M31 - Andromeda Galaxy

Click here to see a 70% High Res Image

Object data: M31 (NGC 224, the famous Andromeda Galaxy) is the nearest large galaxy to our own Milky Way galaxy. It is so bright that it is easily seen by naked eye as a faint fuzzy patch of light in the northern part of Andromeda. It forms part of the Local Group of galaxies along with our Milky Way, its satellite galaxies, and M33. Of all members of the Local Group M31 is considered to have the closest external resemblance to the Milky Way, thus it is often referred to as a 'sibling galaxy'. Also seen in this photograph are M31's satellite galaxies M110 (below) and M32 (above) - in this respect it is also similar to the Milky Way, with M110 corresponding to the Large Magellanic Cloud and M32 corresponding to the Small Magellanic Cloud. M31 is an 'island universe' - a gigantic collection of billions of stars estimated to be 2.54 million light years distant. It has been observed since ancient times and was first catalogued as long ago as 905 AD. The common name of M31 derives from Charles Messier's entry # 31 in his famous Messier catalogue in August 1764.

Date: 25/10/2008
Location: Southern France
Conditions: Calm, moderate dew, transparency=9, seeing=8
Optics: Takahashi FSQ-106ED f/5 working at f/5
Mount: AP 900 GTO on Portable Pier
Camera: SBIG STL-11K, SBIG LRGBC filter set, -25°C
Guiding: Integral STL-11K autoguider
Exposure: Normal LRGB Seq: 24x 10 minutes; 3x 10 : 6.5 : 10 minutes (binned 2x2). Short L Seq: 12x 1 minute.

Processing: Image acquisition, calibration, and initial processing using Maxim DL, subsequent processing in RegiStar and Photoshop.
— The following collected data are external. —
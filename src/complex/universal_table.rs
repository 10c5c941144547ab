//! Universal Shaping Engine categories.
//!
//! Regenerate with `scripts/gen-universal-table.py`, which derives the
//! categories from the UCD's IndicSyllabicCategory and
//! IndicPositionalCategory plus the USE overrides. Anything not listed is `O`.

use super::universal::category::*;
use super::universal::Category;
Notes: Fairly modest processing was used to try to preserve more natural colours and dynamic range. Also no sharpening was used on the downscaled images to try to preserve the natural appearance of the stars. There is such a wealth of detail in the original image that sharpening is really superfluous - to get a sense of this please see the high res version.